モノ作りの誠実性を示した神鋼子会社JIS規格偽装事件

IOTに必須の半導体であろうと、日常生活を支える農作物であろうと、モノを作る商売には誠実性が必要だと思いますし、その姿勢は消費者にも理解されるものだと確信するところです。このところ、技術部門における性能偽装やデータ偽装に関する企業不祥事がしばしば報道されていますが、6月初めに発覚した神鋼子会社である神鋼鋼線ステンレスさんのJIS規格強度偽装事件も、同様の深刻な不祥事ではないかと考えます。ステンレス社では15年ほど前から歴代4人の工場長のもとで、JIS規格を下回る品質のバネが販売されていたそうで、同社はJIS取消しとなり、7月下旬をめどに親会社が第三者調査の結果を報告するそうです。

本件はあまり大きく報じられることもなく、親会社である神戸製鋼所さんの株主総会でも紛糾するような事案ではなかったようですが、不祥事を見抜いたご本人(新任工場長)が親会社副社長らとともに謝罪会見に出席するという異例の事態となり、私的にはとても関心がありました。とくに7月11日付けの日経ビジネス(WEB)のこちらの記事(不正の現場を誌上で再現、あなたは見抜けるか?)は、神鋼子会社さんで、なぜこのような不祥事が発生したのか、またどのように新しい工場長が見抜いたのか、詳しく解説されていて、リスクマネジメントの視点からとても参考になるのではないかと思います。

ただ、私の一番の関心は(関係者の方々にはたいへん失礼であることを承知の上で申し上げますが)、この新しい工場長さんは、どうしてこの規格偽装を親会社に報告する気になったのだろうか?という点です。「どうやって見抜いたのか」と言う点よりも、「どうして不正を申告する気になったのか」という点にとても興味が湧きます。従業員数も非常に少ない子会社の不正、しかも典型的なグループガバナンスの不全が問題視される事例ということで、公表すれば天下の神戸製鋼の信用にも傷がつくことは容易に予想がつきます。このような場面において、当の新工場長さんが不正の報告を行うにはとても勇気が必要だったのではないかと。

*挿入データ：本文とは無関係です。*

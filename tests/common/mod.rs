#![allow(dead_code)]

pub mod acme;

use anyhow::{Context, Error, bail};
use async_trait::async_trait;
use edgecert::issuer::{CertificateAuthority, IssuedCertificate};
use edgecert::server;
use edgecert::solver::ChallengeSolver;
use edgecert::store::ChallengeStore;
use parking_lot::Mutex;
use rcgen::{CertificateParams, KeyPair};
use std::net::SocketAddr;
use std::sync::Arc;
use time::OffsetDateTime;
use tokio::task::JoinHandle;
use tokio_util::sync::CancellationToken;

pub const CORRELATION_TAG: &str = "Edgecert-Certificate-ID";

/// A leaf for `domains` bundled with a self-signed issuer, like CAs hand them out.
pub fn issue_certificate(
    domains: &[String],
    not_after: OffsetDateTime,
) -> anyhow::Result<IssuedCertificate> {
    let issuer_key = KeyPair::generate()?;
    let issuer = CertificateParams::new(vec!["Test Intermediate".to_string()])?
        .self_signed(&issuer_key)?
        .pem();
    let key = KeyPair::generate()?;
    let mut params = CertificateParams::new(domains.to_vec())?;
    params.not_after = not_after;
    let leaf = params.self_signed(&key)?.pem();
    Ok(IssuedCertificate {
        certificate: format!("{leaf}{issuer}"),
        chain: None,
        private_key: key.serialize_pem(),
    })
}

/// Challenge responder running on an ephemeral local port.
pub struct Responder {
    pub address: SocketAddr,
    cancellation_token: CancellationToken,
    handle: JoinHandle<anyhow::Result<()>>,
}

impl Responder {
    pub async fn spawn(store: Arc<dyn ChallengeStore>) -> anyhow::Result<Self> {
        let listener = server::bind(([127, 0, 0, 1], 0).into()).await?;
        let address = listener.local_addr()?;
        let cancellation_token = CancellationToken::new();
        let handle = tokio::spawn(server::serve(listener, store, cancellation_token.clone()));
        Ok(Self {
            address,
            cancellation_token,
            handle,
        })
    }

    pub fn url(&self, path: &str) -> String {
        format!("http://{}{path}", self.address)
    }

    pub async fn shutdown(self) -> anyhow::Result<()> {
        self.cancellation_token.cancel();
        self.handle.await?
    }
}

/// Fetches the HTTP-01 proof for `token` the way a CA does: addressed to `host`.
pub async fn fetch_proof(
    responder: SocketAddr,
    host: &str,
    token: &str,
) -> anyhow::Result<(reqwest::StatusCode, String)> {
    let response = reqwest::Client::new()
        .get(format!(
            "http://{responder}/.well-known/acme-challenge/{token}"
        ))
        .header(reqwest::header::HOST, host)
        .send()
        .await?;
    let status = response.status();
    Ok((status, response.text().await?))
}

/// A CA that validates HTTP-01 proofs against a local [`Responder`] and then issues a
/// self-signed certificate.
pub struct LocalAuthority {
    responder: SocketAddr,
    not_after: OffsetDateTime,
    orders: Mutex<usize>,
}

impl LocalAuthority {
    pub fn new(responder: SocketAddr, not_after: OffsetDateTime) -> Self {
        Self {
            responder,
            not_after,
            orders: Mutex::new(0),
        }
    }

    pub fn orders(&self) -> usize {
        *self.orders.lock()
    }
}

#[async_trait]
impl CertificateAuthority for LocalAuthority {
    async fn obtain(
        &self,
        domains: &[String],
        solver: &dyn ChallengeSolver,
    ) -> Result<IssuedCertificate, Error> {
        let order = {
            let mut orders = self.orders.lock();
            *orders += 1;
            *orders
        };
        let mut presented = Vec::new();
        let mut validation = Ok(());
        for (i, domain) in domains.iter().enumerate() {
            let token = format!("token-{order}-{i}");
            let key_auth = format!("{token}.thumbprint");
            if let Err(e) = solver.present(domain, &token, &key_auth).await {
                validation = Err(e);
                break;
            }
            presented.push((domain.clone(), token.clone(), key_auth.clone()));
            let (status, body) = fetch_proof(self.responder, domain, &token).await?;
            if status != reqwest::StatusCode::OK || body != key_auth {
                validation = Err(anyhow::anyhow!(
                    "Validation of {domain} failed: {status} {body}"
                ));
                break;
            }
        }
        for (domain, token, key_auth) in &presented {
            solver.clean_up(domain, token, key_auth).await?;
        }
        validation.context("Authorization failed")?;
        if domains.is_empty() {
            bail!("Order without identifiers");
        }
        issue_certificate(domains, self.not_after)
    }
}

なんといっても歴代の4人の工場長さんに対するヒアリングの結果として、15年間も不正が続いていたことが判明しているのですから、新たに赴任した工場長さんとしては赴任先の社員との信頼関係を形成するためにも「過去の事例についてだけは見て見ぬふりをする」という選択肢はなかったのでしょうか(「ほんのわずかの強度不足」だったことが判明しています)。申告すればステンレス社はJISを取消され、商売に多大な影響が及ぶことは当然に予想されたところかと思います。それとも(これも失礼ながら穿った見方をすれば)「こんな不正事件を自分の責任にされたんじゃたまらん」ということで、自身の責任回避の目的から早々に不正報告に至ったのでしょうか(これは公務員組織などの不正報告の動機としては時々語られるところですが・・・)。

ここからは私の推測にすぎませんが、あの謝罪会見に(不正を見抜き、親会社に報告をした)新工場長さんが出席したということは、社内・社外に向けての神鋼さんのメッセージだったのではないでしょうか。売上でいえばグループ全体の1%にも満たないほどの規模の子会社不正であったとしても、モノ作り企業としては絶対に許せない不正であり、これを申告することは称賛に値する姿勢であるということを、とりわけグループ全体に示したのではないかと勝手に推測いたします。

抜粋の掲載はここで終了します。